--Qu'il y vienne! murmurai-je entre mes dents.

--Je vous ferai observer; continua-t-il, que je vous parle en ami; que ferez-vous si votre gendre découvre votre retraite et vous fait sommer de lui rendre sa femme?

--Je n'en sais rien, répondis-je en essayant de me calmer. Si cette occasion se présente, je trouverai sans doute un dénouement à la situation; mais en ce moment, après ce qui s'est passé, je ne peux y penser de sang-froid.

--Ne voudrait-il pas mieux demander une séparation, et obtenir que votre fille, en attendant, vînt demeurer chez vous?

--Peut-elle y rester dès à présent? tout de suite?

--Tout de suite, non, peut-être, mais demain.

--Demain? Pour qu'elle passe encore vingt-quatre heures seule avec cet infâme? Mais songez donc qu'il m'a dit, à moi, son père, qu'il la battrait quand il serait sûr de n'être pas vu!

Le notaire enfonça son menton dans sa cravate et réfléchit. J'étais lancé, je continuai:

--Et cette séparation, êtes-vous sûr que je l'obtiendrai?

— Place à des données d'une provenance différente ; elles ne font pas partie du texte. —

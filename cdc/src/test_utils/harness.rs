use std::collections::BTreeMap;
use std::time::Duration;
use tokio::sync::watch;
use tokio::time::timeout;

use cdc_config::shared::DownstreamType;

use crate::coordinator::{CoordinatorOptions, DEFAULT_TABLE_BARRIER_LIMIT, DdlCoordinator};
use crate::error::CdcResult;
use crate::redo::MemoryRedoLog;
use crate::schema::{MemorySchemaStore, SchemaSnapshot};
use crate::sink::MemoryDdlSink;
use crate::source::{ChannelDdlSource, DdlJobSender, create_ddl_channel};
use crate::test_utils::ddl::{TEST_SCHEMA, TEST_SCHEMA_ID};
use crate::types::{DdlJob, TableInfo, TableName, TickOutput, Ts};

/// Default timeout when waiting for a worker to publish an output.
pub const DEFAULT_WAIT_TIMEOUT: Duration = Duration::from_secs(10);

/// Coordinator wired to in-memory collaborators.
pub type TestCoordinator =
    DdlCoordinator<ChannelDdlSource, MemorySchemaStore, MemoryRedoLog, MemoryRedoLog, MemoryDdlSink>;

/// Builder of a [`TestHarness`].
#[derive(Debug, Clone)]
pub struct TestHarnessBuilder {
    start_ts: Ts,
    checkpoint_ts: Option<Ts>,
    tables: Vec<TableInfo>,
    one_way_mode: bool,
    redo_enabled: bool,
    table_barrier_limit: usize,
}

impl TestHarnessBuilder {
    /// Sets the start ts of the changefeed. The initial schema snapshot is taken at it.
    pub fn start_ts(mut self, start_ts: Ts) -> Self {
        self.start_ts = start_ts;
        self
    }

    /// Sets the checkpoint the changefeed resumes from, `start_ts` by default.
    pub fn checkpoint_ts(mut self, checkpoint_ts: Ts) -> Self {
        self.checkpoint_ts = Some(checkpoint_ts);
        self
    }

    /// Adds tables that exist in the initial schema snapshot.
    pub fn with_tables(mut self, tables: impl IntoIterator<Item = TableInfo>) -> Self {
        self.tables.extend(tables);
        self
    }

    pub fn one_way_mode(mut self) -> Self {
        self.one_way_mode = true;
        self
    }

    pub fn with_redo(mut self) -> Self {
        self.redo_enabled = true;
        self
    }

    pub fn table_barrier_limit(mut self, table_barrier_limit: usize) -> Self {
        self.table_barrier_limit = table_barrier_limit;
        self
    }

    pub fn build(self) -> TestHarness {
        let snapshot = self
            .tables
            .into_iter()
            .fold(SchemaSnapshot::default().with_schema(TEST_SCHEMA_ID, TEST_SCHEMA), |snapshot, table| {
                snapshot.with_table(table)
            });
        let schema = MemorySchemaStore::new(self.start_ts, snapshot);

        let checkpoint_ts = self.checkpoint_ts.unwrap_or(self.start_ts);
        let (sender, source) = create_ddl_channel(checkpoint_ts);
        let redo = if self.redo_enabled {
            MemoryRedoLog::new()
        } else {
            MemoryRedoLog::disabled()
        };
        let sink = MemoryDdlSink::new();

        let options = CoordinatorOptions {
            changefeed_id: "default/test-changefeed".to_string(),
            start_ts: self.start_ts,
            checkpoint_ts,
            one_way_mode: self.one_way_mode,
            downstream: DownstreamType::Mysql,
            redo_enabled: self.redo_enabled,
            table_barrier_limit: self.table_barrier_limit,
        };
        let coordinator = DdlCoordinator::new(
            options,
            source,
            schema,
            redo.clone(),
            redo.clone(),
            sink.clone(),
        )
        .expect("failed to create the test coordinator");

        TestHarness {
            coordinator,
            sender,
            redo,
            sink,
        }
    }
}

/// A coordinator under test plus handles to its collaborators.
#[derive(Debug)]
pub struct TestHarness {
    pub coordinator: TestCoordinator,
    pub sender: DdlJobSender,
    pub redo: MemoryRedoLog,
    pub sink: MemoryDdlSink,
}

impl TestHarness {
    pub fn builder() -> TestHarnessBuilder {
        TestHarnessBuilder {
            start_ts: 100,
            checkpoint_ts: None,
            tables: Vec::new(),
            one_way_mode: false,
            redo_enabled: false,
            table_barrier_limit: DEFAULT_TABLE_BARRIER_LIMIT,
        }
    }

    /// Pushes jobs into the DDL stream and resolves it up to `resolved_ts`.
    pub fn send_jobs(&mut self, jobs: impl IntoIterator<Item = DdlJob>, resolved_ts: Ts) {
        for job in jobs {
            self.sender
                .send_job(job)
                .expect("failed to send the ddl job");
        }
        self.sender.advance_resolved_ts(resolved_ts);
    }

    /// Ticks the coordinator without per-table checkpoints.
    pub async fn tick(&mut self, checkpoint_ts: Ts) -> CdcResult<TickOutput> {
        self.coordinator.tick(checkpoint_ts, &BTreeMap::new()).await
    }

    pub async fn tick_with_tables(
        &mut self,
        checkpoint_ts: Ts,
        table_checkpoints: &BTreeMap<TableName, Ts>,
    ) -> CdcResult<TickOutput> {
        self.coordinator.tick(checkpoint_ts, table_checkpoints).await
    }
}

/// Waits until the worker publishes an output matching `predicate` and returns it.
///
/// # Panics
///
/// Panics when no matching output is published within [`DEFAULT_WAIT_TIMEOUT`].
pub async fn wait_for_output<F>(output_rx: &mut watch::Receiver<TickOutput>, predicate: F) -> TickOutput
where
    F: FnMut(&TickOutput) -> bool,
{
    match timeout(DEFAULT_WAIT_TIMEOUT, output_rx.wait_for(predicate)).await {
        Ok(Ok(output)) => output.clone(),
        Ok(Err(_)) => panic!("the worker stopped before publishing the expected output"),
        Err(_) => panic!(
            "no expected output was published within {:?}",
            DEFAULT_WAIT_TIMEOUT
        ),
    }
}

Pouvez-vous me garantir que la loi me rendrait ma fille? A ma place, que feriez-vous?

--Je ne suis sûr de rien, répondit le notaire; je ne sais rien; je vous parle comme peut et doit parler un homme calme qui juge les choses de loin; mais si j'étais à votre place, j'ignore absolument ce que je ferais.